Exercise directions — Exact reproduction required: the lines below from the line with "so keyless local" to the line with "-> Result<Self, LlmError>", both ends included, and no others.

Data —
Segment Open

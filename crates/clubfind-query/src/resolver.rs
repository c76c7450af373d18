//! Model resolution: a cheap classification gate, then reference-list
//! mapping for queries that name specific models.
//!
//! Both calls degrade rather than fail: a classification error means "not
//! model-specific" and an extraction error means "no models resolved". A
//! missing reference list makes resolution a no-op.

use clubfind_core::{ClubCategory, ModelMapping, RefData};
use clubfind_llm::ChatBackend;

/// The classifier must answer with a single token.
const CLASSIFY_MAX_TOKENS: u32 = 2;

/// Room for up to seven `reference=Official Name` pairs.
const MAPPING_MAX_TOKENS: u32 = 400;

/// Worked examples keeping the classifier on its two-label contract.
const CLASSIFY_EXAMPLES: &str = "\
EXAMPLES - respond ONLY with 1 or 0
User: \"ping irons\"                  -> 0
User: \"titleist drivers\"            -> 0
User: \"ping g430 driver\"            -> 1
User: \"taylormade spider putters\"   -> 1
User: \"mizuno jpx 923 forged\"       -> 1";

/// Returns `true` if the query references explicit club models.
///
/// Delegates to the chat backend with a fixed two-label instruction and
/// the known brand list, so brand names are never mistaken for model
/// names. Any call failure or off-contract response is treated as the
/// generic label — classification must never abort the pipeline.
pub async fn classify_is_model_specific<B: ChatBackend>(
    backend: &B,
    refdata: &RefData,
    raw_query: &str,
) -> bool {
    let system = format!(
        "You are the first step in a natural-language golf-search tool. \
         Reply with '1' if the query is model-specific or '0' if generic. \
         Never output anything except '1' or '0'.\n\n{CLASSIFY_EXAMPLES}\n\n\
         These names are BRANDS, not models - do NOT treat them as models:\n{}",
        refdata.brand_block()
    );

    match backend.complete(&system, raw_query, CLASSIFY_MAX_TOKENS).await {
        Ok(label) => {
            let is_model_specific = label.trim_start().starts_with('1');
            tracing::debug!(label = %label, is_model_specific, "query classified");
            is_model_specific
        }
        Err(e) => {
            tracing::warn!(error = %e, "classification failed, treating query as generic");
            false
        }
    }
}

/// Maps the query's model references onto the category's canonical list.
///
/// Returns an empty mapping when the reference list is missing, the call
/// fails, or the output parses to nothing — all three are "no models
/// resolved", not errors.
pub async fn extract_and_map<B: ChatBackend>(
    backend: &B,
    refdata: &RefData,
    raw_query: &str,
    category: ClubCategory,
) -> ModelMapping {
    let model_block = refdata.model_block(category);
    if model_block.is_empty() {
        tracing::warn!(category = %category, "no canonical model list, skipping resolution");
        return ModelMapping::new();
    }

    let system = format!(
        "You identify {category} model names in the user's query and map them \
         to the official list below.\n\
         Return pairs in the format userReference=officialModel, \
         comma-separated, max {}.\n\
         Omit any reference you cannot confidently match.\n\
         List of official models:\n{model_block}",
        ModelMapping::MAX_MODELS
    );

    match backend.complete(&system, raw_query, MAPPING_MAX_TOKENS).await {
        Ok(output) => {
            let mapping = parse_mapping(&output);
            tracing::debug!(pairs = mapping.len(), "model references resolved");
            mapping
        }
        Err(e) => {
            tracing::warn!(error = %e, "model extraction failed, resolving no models");
            ModelMapping::new()
        }
    }
}

/// Parses `reference=Official Name` pairs, comma-separated.
///
/// Pairs without `=` or with an empty side are dropped; duplicates and
/// anything past the cap are handled by [`ModelMapping`].
fn parse_mapping(raw: &str) -> ModelMapping {
    let mut mapping = ModelMapping::new();
    for pair in raw.split(',') {
        let Some((reference, canonical)) = pair.split_once('=') else {
            continue;
        };
        let reference = reference.trim();
        let canonical = canonical.trim();
        if reference.is_empty() || canonical.is_empty() {
            continue;
        }
        mapping.insert(reference, canonical);
    }
    mapping
}
use thiserror::Error;

use clubfind_llm::LlmError;

#[derive(Debug, Error)]
pub enum CompileError {
    #[error("filter inference failed: {0}")]
    Inference(#[from] LlmError),

    #[error("filter inference returned a non-URL response: {0:?}")]
    NotAUrl(String),
}
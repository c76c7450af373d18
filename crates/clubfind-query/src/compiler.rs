//! Filter-URL compilation.
//!
//! The semantic half (brand, flex, loft, dexterity, price, condition) is
//! delegated to the [`FilterInferer`] with the category's instruction
//! document; the deterministic half — the `g2_model[i]` group built from
//! resolved canonical names — is appended here and is explicitly withheld
//! from the generative step.

use percent_encoding::{utf8_percent_encode, AsciiSet, NON_ALPHANUMERIC};

use clubfind_core::{ModelMapping, RefData, SearchRequest};
use clubfind_llm::FilterInferer;

use crate::error::CompileError;

/// Characters left bare by `quote_plus`-style encoding: letters, digits,
/// `_ . - ~`. Space is handled separately as `+`.
const QUERY_VALUE: &AsciiSet = &NON_ALPHANUMERIC
    .remove(b'_')
    .remove(b'.')
    .remove(b'-')
    .remove(b'~');

/// Generic instruction document used when the category's own file is
/// missing. Carries the one worked example the encoding grammar is
/// learned from, plus the condition/new-used exclusivity rule.
const FALLBACK_INSTRUCTIONS: &str = "\
Here is an example URL that reflects how the URL gets created when filters \
are chosen on the catalog website:

https://www.2ndswing.com/golf-clubs/drivers?g2_brand%5B0%5D=Cleveland&g2_brand%5B1%5D=Ping&g2_brand%5B2%5D=TaylorMade&g2_club_loft%5B0%5D=10.5%C2%B0&g2_club_loft%5B1%5D=9.5%C2%B0&g2_condition%5B0%5D=Above+Average+9.0&g2_condition%5B1%5D=Mint+9.5&g2_dexterity%5B0%5D=Left+Handed&g2_dexterity%5B1%5D=Right+Handed&g2_shaft_flex%5B0%5D=Regular&g2_shaft_flex%5B1%5D=Stiff&new_used_filter%5B0%5D=New&new_used_filter%5B1%5D=Used&price=425-850

Keep in mind there are separate 'condition' and 'new/used' filters. If the \
user specifies new or used, use the new_used_filter group; if they specify \
a more specific condition grade, use g2_condition instead - never both.

Build a URL for the user's request following that example. Respond ONLY \
with a URL.";

/// Appended to every instruction document: model filters are deterministic
/// data and must never be left to the generative step.
const NO_MODEL_PARAMS_RULE: &str =
    "Do NOT include any g2_model parameters; they will be appended later.";

/// Compiles the fully-qualified filter URL for a request.
///
/// The inferer sees the category's instruction document (or the generic
/// fallback) plus the no-model-parameters rule; the resolved canonical
/// names are then appended as an indexed `g2_model` group — deduplicated,
/// insertion-ordered, capped, URL-encoded.
///
/// # Errors
///
/// Returns [`CompileError`] when inference fails or answers with
/// something that is not a URL. There is no partial URL: the caller
/// treats this as total pipeline failure for the request.
pub async fn compile<I: FilterInferer>(
    inferer: &I,
    refdata: &RefData,
    request: &SearchRequest,
    mapping: &ModelMapping,
) -> Result<String, CompileError> {
    let instructions = refdata
        .filter_instructions(request.category)
        .unwrap_or(FALLBACK_INSTRUCTIONS);
    let prompt = format!("{instructions}\n\n{NO_MODEL_PARAMS_RULE}");

    let base_url = inferer.infer(&request.raw_query, &prompt).await?;
    let base_url = base_url.trim();
    if !base_url.starts_with("http://") && !base_url.starts_with("https://") {
        return Err(CompileError::NotAUrl(base_url.to_string()));
    }

    Ok(append_model_filters(base_url, &mapping.canonical_names()))
}

/// Appends the indexed `g2_model` filter group to a base URL.
///
/// Names are already deduplicated and capped by [`ModelMapping`]; each is
/// `quote_plus`-encoded. Chooses `?` vs `&` based on whether the base URL
/// already has a query string.
#[must_use]
pub fn append_model_filters(base_url: &str, canonical_names: &[&str]) -> String {
    if canonical_names.is_empty() {
        return base_url.to_string();
    }

    let chunk = canonical_names
        .iter()
        .enumerate()
        .map(|(i, name)| format!("g2_model[{i}]={}", quote_plus(name)))
        .collect::<Vec<_>>()
        .join("&");

    let sep = if base_url.contains('?') {
        if base_url.ends_with('?') || base_url.ends_with('&') {
            ""
        } else {
            "&"
        }
    } else {
        "?"
    };

    format!("{base_url}{sep}{chunk}")
}

/// `quote_plus`-style encoding: spaces become `+`, everything outside
/// `[A-Za-z0-9_.~-]` becomes `%XX`.
fn quote_plus(value: &str) -> String {
    let mut encoded = String::with_capacity(value.len());
    for part in value.split(' ') {
        if !encoded.is_empty() {
            encoded.push('+');
        }
        encoded.push_str(&utf8_percent_encode(part, QUERY_VALUE).to_string());
    }
    encoded
}
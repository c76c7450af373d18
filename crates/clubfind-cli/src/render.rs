//! Plain-text rendering of extraction results for the terminal.

use clubfind_catalog::{ExtractionResult, ProductRecord};

pub(crate) fn print_extraction(extraction: &ExtractionResult, visible: &[String]) {
    if extraction.no_results {
        println!("no products match this search");
        return;
    }

    match extraction.total_count {
        Some(count) => println!(
            "{count} result{} ({} on this page)",
            if count == 1 { "" } else { "s" },
            extraction.records.len()
        ),
        None => println!("{} results on this page", extraction.records.len()),
    }

    if !extraction.applied_filters.is_empty() {
        let filters: Vec<String> = extraction
            .applied_filters
            .iter()
            .map(|f| format!("{}: {}", f.label, f.value))
            .collect();
        println!("filters: {}", filters.join(" | "));
    }

    for record in &extraction.records {
        println!("{}", format_record(record, visible));
    }

    if let Some(next) = &extraction.next_page_url {
        println!("next page: {next}");
    }
}

/// One record as a single line: title, price(s), then visible attributes.
pub(crate) fn format_record(record: &ProductRecord, visible: &[String]) -> String {
    let mut line = String::from("- ");
    if let Some(brand) = &record.brand {
        line.push_str(brand);
        line.push(' ');
    }
    line.push_str(record.model.as_deref().unwrap_or("(unknown model)"));

    if record.is_parent_model {
        if let Some(new_price) = &record.new_price {
            line.push_str(&format!("  new from {new_price}"));
        }
        if let Some(used_price) = &record.used_price {
            line.push_str(&format!("  used from {used_price}"));
        }
    } else {
        if let Some(price) = &record.price {
            line.push_str(&format!("  {price}"));
        }
        if let Some(condition) = &record.condition {
            line.push_str(&format!(" ({condition})"));
        }
    }

    let shown: Vec<String> = record
        .attributes
        .iter()
        .filter(|(label, _)| visible.is_empty() || visible.iter().any(|v| v == *label))
        .map(|(label, value)| format!("{label}={value}"))
        .collect();
    if !shown.is_empty() {
        line.push_str(&format!("  [{}]", shown.join(", ")));
    }

    line
}
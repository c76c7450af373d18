use std::time::Duration;

use reqwest::Client;
use serde::{Deserialize, Serialize};

use crate::error::LlmError;
use crate::{ChatBackend, FilterInferer};

/// Output-length cap for filter-URL inference.
const INFER_MAX_TOKENS: u32 = 400;

/// HTTP client for an OpenAI-style `/chat/completions` endpoint.
///
/// Every call is sent with temperature 0 and an explicit output-length cap.
/// Non-2xx statuses and malformed bodies surface as typed errors; callers
/// in the pipeline degrade them to safe defaults rather than propagating.
pub struct ChatClient {
    client: Client,
    completions_url: String,
    api_key: Option<String>,
    model: String,
}

#[derive(Serialize)]
struct ChatRequest<'a> {
    model: &'a str,
    messages: [ChatMessage<'a>; 2],
    temperature: f32,
    max_tokens: u32,
}

#[derive(Serialize)]
struct ChatMessage<'a> {
    role: &'a str,
    content: &'a str,
}

#[derive(Deserialize)]
struct ChatResponse {
    choices: Vec<ChatChoice>,
}

#[derive(Deserialize)]
struct ChatChoice {
    message: ChatChoiceMessage,
}

#[derive(Deserialize)]
struct ChatChoiceMessage {
    content: Option<String>,
}

impl ChatClient {
    /// Creates a `ChatClient` with configured timeout and credentials.
    ///
    /// `base_url` is the API root without a trailing slash, e.g.
    /// `https://api.openai.com/v1`. `api_key` is optional so keyless local
    /// endpoints work.
    ///
    /// # Errors
    ///
    /// Returns [`LlmError::Http`] if the underlying `reqwest::Client`
    /// cannot be constructed.
    pub fn new(
        base_url: &str,
        api_key: Option<String>,
        model: &str,
        timeout_secs: u64,
    ) -> Result<Self, LlmError> {
        let client = Client::builder()
            .timeout(Duration::from_secs(timeout_secs))
            .connect_timeout(Duration::from_secs(10))
            .build()?;
        Ok(Self {
            client,
            completions_url: format!("{}/chat/completions", base_url.trim_end_matches('/')),
            api_key,
            model: model.to_string(),
        })
    }

    /// Sends one system+user exchange and returns the trimmed completion
    /// text.
    ///
    /// # Errors
    ///
    /// - [`LlmError::UnexpectedStatus`] — non-2xx response.
    /// - [`LlmError::Deserialize`] — body is not the expected shape.
    /// - [`LlmError::EmptyResponse`] — no choices or null content.
    /// - [`LlmError::Http`] — network or timeout failure.
    pub async fn complete(
        &self,
        system: &str,
        user: &str,
        max_tokens: u32,
    ) -> Result<String, LlmError> {
        let request = ChatRequest {
            model: &self.model,
            messages: [
                ChatMessage {
                    role: "system",
                    content: system,
                },
                ChatMessage {
                    role: "user",
                    content: user,
                },
            ],
            temperature: 0.0,
            max_tokens,
        };

        let mut builder = self.client.post(&self.completions_url).json(&request);
        if let Some(key) = &self.api_key {
            builder = builder.bearer_auth(key);
        }

        tracing::debug!(model = %self.model, max_tokens, "requesting chat completion");
        let response = builder.send().await?;
        let status = response.status();
        let body = response.text().await?;

        if !status.is_success() {
            return Err(LlmError::UnexpectedStatus {
                status: status.as_u16(),
                body: truncate_body(&body),
            });
        }

        let parsed =
            serde_json::from_str::<ChatResponse>(&body).map_err(|e| LlmError::Deserialize {
                context: format!("chat completion from {}", self.completions_url),
                source: e,
            })?;

        parsed
            .choices
            .into_iter()
            .next()
            .and_then(|c| c.message.content)
            .map(|content| content.trim().to_string())
            .ok_or(LlmError::EmptyResponse)
    }
}

impl ChatBackend for ChatClient {
    fn complete(
        &self,
        system: &str,
        user: &str,
        max_tokens: u32,
    ) -> impl std::future::Future<Output = Result<String, LlmError>> + Send {
        ChatClient::complete(self, system, user, max_tokens)
    }
}

impl FilterInferer for ChatClient {
    fn infer(
        &self,
        raw_query: &str,
        instructions: &str,
    ) -> impl std::future::Future<Output = Result<String, LlmError>> + Send {
        ChatClient::complete(self, instructions, raw_query, INFER_MAX_TOKENS)
    }
}

/// Caps error-message bodies so a large HTML error page does not flood logs.
fn truncate_body(body: &str) -> String {
    const MAX: usize = 300;
    if body.len() <= MAX {
        body.to_string()
    } else {
        let mut end = MAX;
        while !body.is_char_boundary(end) {
            end -= 1;
        }
        format!("{}…", &body[..end])
    }
}
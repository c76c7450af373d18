//! The bulk `extract` command: parse listings from pre-compiled URLs with
//! bounded concurrency. Per-URL failures come back as empty extractions,
//! so one dead page never aborts the batch.

use anyhow::Context;

use clubfind_catalog::extract_batch;
use clubfind_core::AppConfig;

use crate::render;

pub(crate) async fn run(config: &AppConfig, urls: &[String], json: bool) -> anyhow::Result<()> {
    let catalog = clubfind_catalog::CatalogClient::new(
        config.catalog_request_timeout_secs,
        &config.catalog_user_agent,
    )
    .context("failed to build catalog client")?;

    // Bare paths are resolved against the configured catalog base, so
    // `extract /golf-clubs/drivers` works without spelling out the host.
    let urls: Vec<String> = urls
        .iter()
        .map(|url| absolutize(&config.catalog_base_url, url))
        .collect();

    tracing::info!(
        urls = urls.len(),
        concurrency = config.catalog_max_concurrent_fetches,
        "extracting listings"
    );
    let results = extract_batch(&catalog, &urls, config.catalog_max_concurrent_fetches).await;

    if json {
        println!("{}", serde_json::to_string_pretty(&results)?);
        return Ok(());
    }

    for (url, extraction) in urls.iter().zip(&results) {
        println!("== {url}");
        render::print_extraction(extraction, &[]);
        println!();
    }
    Ok(())
}

fn absolutize(base: &str, url: &str) -> String {
    if url.starts_with("http://") || url.starts_with("https://") {
        url.to_string()
    } else {
        format!("{base}/{}", url.trim_start_matches('/'))
    }
}
//! Shared types, configuration, and reference data for clubfind.
//!
//! Everything here is request-scoped value objects plus read-only data
//! loaded at startup: the club category taxonomy, the env-based
//! [`AppConfig`], the flat-file [`RefData`] store (canonical model lists,
//! brand list, per-category filter instructions, placeholder banks), and
//! the YAML presentation config mapping each category to the attributes
//! worth showing.

pub mod app_config;
pub mod config;
pub mod display;
pub mod refdata;
pub mod types;

pub use app_config::{AppConfig, Environment};
pub use config::{load_app_config, load_app_config_from_env, ConfigError};
pub use display::{load_display_config, DisplayConfig};
pub use refdata::RefData;
pub use types::{CategoryMismatch, ClubCategory, MismatchSignal, ModelMapping, SearchRequest};
//! Listing-page parsing: HTML in, [`ExtractionResult`] out.
//!
//! Parsing is synchronous and holds the DOM only within this module — the
//! parsed `Html` tree is not `Send`, so nothing here may live across an
//! await point. Every field degrades independently: a malformed count or a
//! missing element yields `None` for that field, never an error.

use scraper::{ElementRef, Html, Node, Selector};

use crate::pagination;
use crate::selectors;
use crate::types::{AppliedFilter, ExtractionResult, ProductRecord};

/// Parses one listing page into an [`ExtractionResult`].
///
/// `page_url` is the URL the page was fetched from, used to normalize
/// relative pagination hrefs. Identical input always produces an identical
/// result.
#[must_use]
pub fn parse_listing(html: &str, page_url: &str) -> ExtractionResult {
    let doc = Html::parse_document(html);

    let no_results = doc.select(&selectors::NO_RESULTS_NOTICE).next().is_some();

    let total_count = doc
        .select(&selectors::TOTAL_COUNT)
        .next()
        .and_then(|el| parse_count(&element_text(el)));

    let applied_filters = doc
        .select(&selectors::APPLIED_FILTER_ITEM)
        .filter_map(parse_applied_filter)
        .collect();

    let next_href = doc
        .select(&selectors::NEXT_LINK)
        .next()
        .and_then(|el| el.value().attr("href"))
        .map(str::to_string);
    let page_hrefs: Vec<String> = doc
        .select(&selectors::PAGE_LINK)
        .filter_map(|el| el.value().attr("href"))
        .map(str::to_string)
        .collect();
    let next_page_url =
        pagination::resolve_next_page(next_href.as_deref(), &page_hrefs, page_url);

    let records = doc
        .select(&selectors::PRODUCT_CARD)
        .map(parse_card)
        .collect();

    ExtractionResult {
        records,
        total_count,
        applied_filters,
        next_page_url,
        no_results,
    }
}

/// Parses the toolbar counter text, e.g. `"1,204"`. Non-numeric → `None`.
fn parse_count(text: &str) -> Option<u32> {
    let cleaned = text.trim().replace(',', "");
    cleaned.parse::<u32>().ok()
}

fn parse_applied_filter(item: ElementRef) -> Option<AppliedFilter> {
    let label = select_text(item, &selectors::APPLIED_FILTER_LABEL)?;
    let value = select_text(item, &selectors::APPLIED_FILTER_VALUE)?;
    Some(AppliedFilter {
        label: label.trim_end_matches(':').trim().to_string(),
        value,
    })
}

fn parse_card(card: ElementRef) -> ProductRecord {
    let brand = select_text(card, &selectors::BRAND);
    // Single listings title under the category div; parent models under p-title.
    let model = select_text(card, &selectors::TITLE_PRIMARY)
        .or_else(|| select_text(card, &selectors::TITLE_FALLBACK));
    let image_url = card
        .select(&selectors::IMAGE)
        .next()
        .and_then(|el| el.value().attr("src"))
        .map(str::to_string);
    let product_url = card
        .select(&selectors::PRODUCT_LINK)
        .next()
        .and_then(|el| el.value().attr("href"))
        .map(str::to_string);

    let is_parent_model = card.value().attr(selectors::HAS_USED_ATTR) == Some("1")
        && card.value().attr(selectors::HAS_NEW_VARIANTS_ATTR) == Some("1");

    let mut record = ProductRecord {
        brand,
        model,
        image_url,
        product_url,
        is_parent_model,
        attributes: parse_attributes(card),
        ..ProductRecord::default()
    };

    if is_parent_model {
        let (new_price, new_url) = parse_listing_link(card, &selectors::NEW_LISTING_LINK);
        let (used_price, used_url) = parse_listing_link(card, &selectors::USED_LISTING_LINK);
        record.new_price = new_price;
        record.new_url = new_url;
        record.used_price = used_price;
        record.used_url = used_url;
    } else {
        record.price = select_text(card, &selectors::CURRENT_PRICE);
        record.condition = select_text(card, &selectors::CONDITION);
    }

    record
}

/// Extracts the price and href of a parent model's new/used sub-link.
fn parse_listing_link(
    card: ElementRef,
    link_selector: &Selector,
) -> (Option<String>, Option<String>) {
    let Some(link) = card.select(link_selector).next() else {
        return (None, None);
    };
    let url = link.value().attr("href").map(str::to_string);
    let price = select_text(link, &selectors::LISTING_PRICE);
    (price, url)
}

/// Collects every labeled attribute span into a lowercase-keyed map.
///
/// The value is whatever follows the label span: `<br>` elements are
/// skipped, the first non-empty text node or element text wins.
fn parse_attributes(card: ElementRef) -> std::collections::BTreeMap<String, String> {
    let mut attributes = std::collections::BTreeMap::new();
    let Some(block) = card.select(&selectors::ATTRIBUTE_BLOCK).next() else {
        return attributes;
    };
    for label in block.select(&selectors::ATTRIBUTE_LABEL) {
        let key = element_text(label)
            .trim_end_matches(':')
            .trim()
            .to_lowercase();
        if key.is_empty() {
            continue;
        }
        if let Some(value) = attribute_value(label) {
            attributes.insert(key, value);
        }
    }
    attributes
}

/// Walks the siblings after a label span to find its value.
fn attribute_value(label: ElementRef) -> Option<String> {
    for sibling in label.next_siblings() {
        match sibling.value() {
            Node::Text(text) => {
                let trimmed = text.trim();
                if !trimmed.is_empty() {
                    return Some(trimmed.to_string());
                }
            }
            Node::Element(element) => {
                if element.name() == "br" {
                    continue;
                }
                let text = ElementRef::wrap(sibling)
                    .map(element_text)
                    .unwrap_or_default();
                if text.is_empty() {
                    return None;
                }
                return Some(text);
            }
            _ => {}
        }
    }
    None
}

/// First match's trimmed text, `None` when absent or blank.
fn select_text(scope: ElementRef, selector: &Selector) -> Option<String> {
    scope.select(selector).next().map(element_text).and_then(|t| {
        if t.is_empty() {
            None
        } else {
            Some(t)
        }
    })
}

fn element_text(el: ElementRef) -> String {
    el.text().collect::<String>().trim().to_string()
}

#[cfg(test)]
#[path = "extract_test.rs"]
mod tests;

Segment Closed

Finished exercise —
    /// `https://api.openai.com/v1`. `api_key` is optional so keyless local
    /// endpoints work.
    ///
    /// # Errors
    ///
    /// Returns [`LlmError::Http`] if the underlying `reqwest::Client`
    /// cannot be constructed.
    pub fn new(
        base_url: &str,
        api_key: Option<String>,
        model: &str,
        timeout_secs: u64,
    ) -> Result<Self, LlmError> {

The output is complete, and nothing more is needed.